■ TASK STATEMENT ■
The job is to output each record again, character for character.

[DATA SUPPLIED — start]

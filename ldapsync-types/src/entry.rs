//! Raw directory entries as returned by a search.

use indexmap::IndexMap;
use serde::{Deserialize, Serialize};

/// A single attribute value on a directory entry.
///
/// Directory servers hand back every value as text; `Integer` exists for
/// sources that already know an attribute is numeric.
#[derive(Debug, Clone, PartialEq, Eq, Serialize, Deserialize)]
#[serde(untagged)]
pub enum AttributeValue {
    Integer(i64),
    Text(String),
    /// Multi-valued attribute. May be empty.
    Multi(Vec<String>),
}

impl AttributeValue {
    /// Builds a value from the raw value list of a search result.
    ///
    /// A single value collapses to `Text`; zero or several stay a list.
    #[must_use]
    pub fn from_values(mut values: Vec<String>) -> Self {
        if values.len() == 1 {
            Self::Text(values.remove(0))
        } else {
            Self::Multi(values)
        }
    }

    /// Returns true for an empty multi-valued attribute.
    #[must_use]
    pub fn is_empty(&self) -> bool {
        matches!(self, Self::Multi(values) if values.is_empty())
    }
}

impl From<i64> for AttributeValue {
    fn from(value: i64) -> Self {
        Self::Integer(value)
    }
}

impl From<String> for AttributeValue {
    fn from(value: String) -> Self {
        Self::Text(value)
    }
}

impl From<&str> for AttributeValue {
    fn from(value: &str) -> Self {
        Self::Text(value.to_string())
    }
}

impl From<Vec<String>> for AttributeValue {
    fn from(values: Vec<String>) -> Self {
        Self::Multi(values)
    }
}

impl From<Vec<&str>> for AttributeValue {
    fn from(values: Vec<&str>) -> Self {
        Self::Multi(values.into_iter().map(str::to_string).collect())
    }
}

/// One raw result of a directory search.
///
/// Attributes keep insertion order. Lookups ignore ASCII case because
/// servers answer with their own spelling of attribute names.
#[derive(Debug, Clone, PartialEq, Eq, Default, Serialize, Deserialize)]
pub struct DirectoryEntry {
    dn: String,
    attributes: IndexMap<String, AttributeValue>,
}

impl DirectoryEntry {
    /// Creates an entry with no attributes.
    pub fn new(dn: impl Into<String>) -> Self {
        Self {
            dn: dn.into(),
            attributes: IndexMap::new(),
        }
    }

    /// Adds an attribute, builder style.
    #[must_use]
    pub fn with_attribute(mut self, name: impl Into<String>, value: impl Into<AttributeValue>) -> Self {
        self.insert(name, value);
        self
    }

    /// Sets an attribute, replacing any value stored under the same name.
    pub fn insert(&mut self, name: impl Into<String>, value: impl Into<AttributeValue>) {
        let name = name.into();
        let value = value.into();
        match self.position_of(&name) {
            Some(index) => {
                if let Some((_, slot)) = self.attributes.get_index_mut(index) {
                    *slot = value;
                }
            }
            None => {
                self.attributes.insert(name, value);
            }
        }
    }

    /// Looks up an attribute by name, ignoring ASCII case.
    #[must_use]
    pub fn get(&self, name: &str) -> Option<&AttributeValue> {
        if let Some(value) = self.attributes.get(name) {
            return Some(value);
        }
        self.attributes
            .iter()
            .find(|(key, _)| key.eq_ignore_ascii_case(name))
            .map(|(_, value)| value)
    }

    /// The distinguished name of the entry.
    #[must_use]
    pub fn dn(&self) -> &str {
        &self.dn
    }

    /// All attributes in insertion order.
    #[must_use]
    pub fn attributes(&self) -> &IndexMap<String, AttributeValue> {
        &self.attributes
    }

    #[must_use]
    pub fn len(&self) -> usize {
        self.attributes.len()
    }

    #[must_use]
    pub fn is_empty(&self) -> bool {
        self.attributes.is_empty()
    }

    fn position_of(&self, name: &str) -> Option<usize> {
        self.attributes
            .keys()
            .position(|key| key.eq_ignore_ascii_case(name))
    }
}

[DATA SUPPLIED — finish]

■ SOLUTION TO THE EXERCISE ■
filename ldapsync-types/src/entry.rs
//! Raw directory entries as returned by a search.

use indexmap::IndexMap;
use serde::{Deserialize, Serialize};

/// A single attribute value on a directory entry.
///
/// Directory servers hand back every value as text; `Integer` exists for
/// sources that already know an attribute is numeric.
#[derive(Debug, Clone, PartialEq, Eq, Serialize, Deserialize)]
#[serde(untagged)]
pub enum AttributeValue {
    Integer(i64),
    Text(String),
    /// Multi-valued attribute. May be empty.
    Multi(Vec<String>),
}

impl AttributeValue {
    /// Builds a value from the raw value list of a search result.
    ///
    /// A single value collapses to `Text`; zero or several stay a list.
    #[must_use]
    pub fn from_values(mut values: Vec<String>) -> Self {
        if values.len() == 1 {
            Self::Text(values.remove(0))
        } else {
            Self::Multi(values)
        }
    }

    /// Returns true for an empty multi-valued attribute.
    #[must_use]
    pub fn is_empty(&self) -> bool {
        matches!(self, Self::Multi(values) if values.is_empty())
    }
}

impl From<i64> for AttributeValue {
    fn from(value: i64) -> Self {
        Self::Integer(value)
    }
}

impl From<String> for AttributeValue {
    fn from(value: String) -> Self {
        Self::Text(value)
    }
}

impl From<&str> for AttributeValue {
    fn from(value: &str) -> Self {
        Self::Text(value.to_string())
    }
}

impl From<Vec<String>> for AttributeValue {
    fn from(values: Vec<String>) -> Self {
        Self::Multi(values)
    }
}

impl From<Vec<&str>> for AttributeValue {
    fn from(values: Vec<&str>) -> Self {
        Self::Multi(values.into_iter().map(str::to_string).collect())
    }
}

/// One raw result of a directory search.
///
/// Attributes keep insertion order. Lookups ignore ASCII case because
/// servers answer with their own spelling of attribute names.
#[derive(Debug, Clone, PartialEq, Eq, Default, Serialize, Deserialize)]
pub struct DirectoryEntry {
    dn: String,
    attributes: IndexMap<String, AttributeValue>,
}

impl DirectoryEntry {
    /// Creates an entry with no attributes.
    pub fn new(dn: impl Into<String>) -> Self {
        Self {
            dn: dn.into(),
            attributes: IndexMap::new(),
        }
    }

    /// Adds an attribute, builder style.
    #[must_use]
    pub fn with_attribute(mut self, name: impl Into<String>, value: impl Into<AttributeValue>) -> Self {
        self.insert(name, value);
        self
    }

    /// Sets an attribute, replacing any value stored under the same name.
    pub fn insert(&mut self, name: impl Into<String>, value: impl Into<AttributeValue>) {
        let name = name.into();
        let value = value.into();
        match self.position_of(&name) {
            Some(index) => {
                if let Some((_, slot)) = self.attributes.get_index_mut(index) {
                    *slot = value;
                }
            }
            None => {
                self.attributes.insert(name, value);
            }
        }
    }

    /// Looks up an attribute by name, ignoring ASCII case.
    #[must_use]
    pub fn get(&self, name: &str) -> Option<&AttributeValue> {
        if let Some(value) = self.attributes.get(name) {
            return Some(value);
        }
        self.attributes
            .iter()
            .find(|(key, _)| key.eq_ignore_ascii_case(name))
            .map(|(_, value)| value)
    }

    /// The distinguished name of the entry.
    #[must_use]
    pub fn dn(&self) -> &str {
        &self.dn
    }

    /// All attributes in insertion order.
    #[must_use]
    pub fn attributes(&self) -> &IndexMap<String, AttributeValue> {
        &self.attributes
    }

    #[must_use]
    pub fn len(&self) -> usize {
        self.attributes.len()
    }

    #[must_use]
    pub fn is_empty(&self) -> bool {
        self.attributes.is_empty()
    }

    fn position_of(&self, name: &str) -> Option<usize> {
        self.attributes
            .keys()
            .position(|key| key.eq_ignore_ascii_case(name))
    }
}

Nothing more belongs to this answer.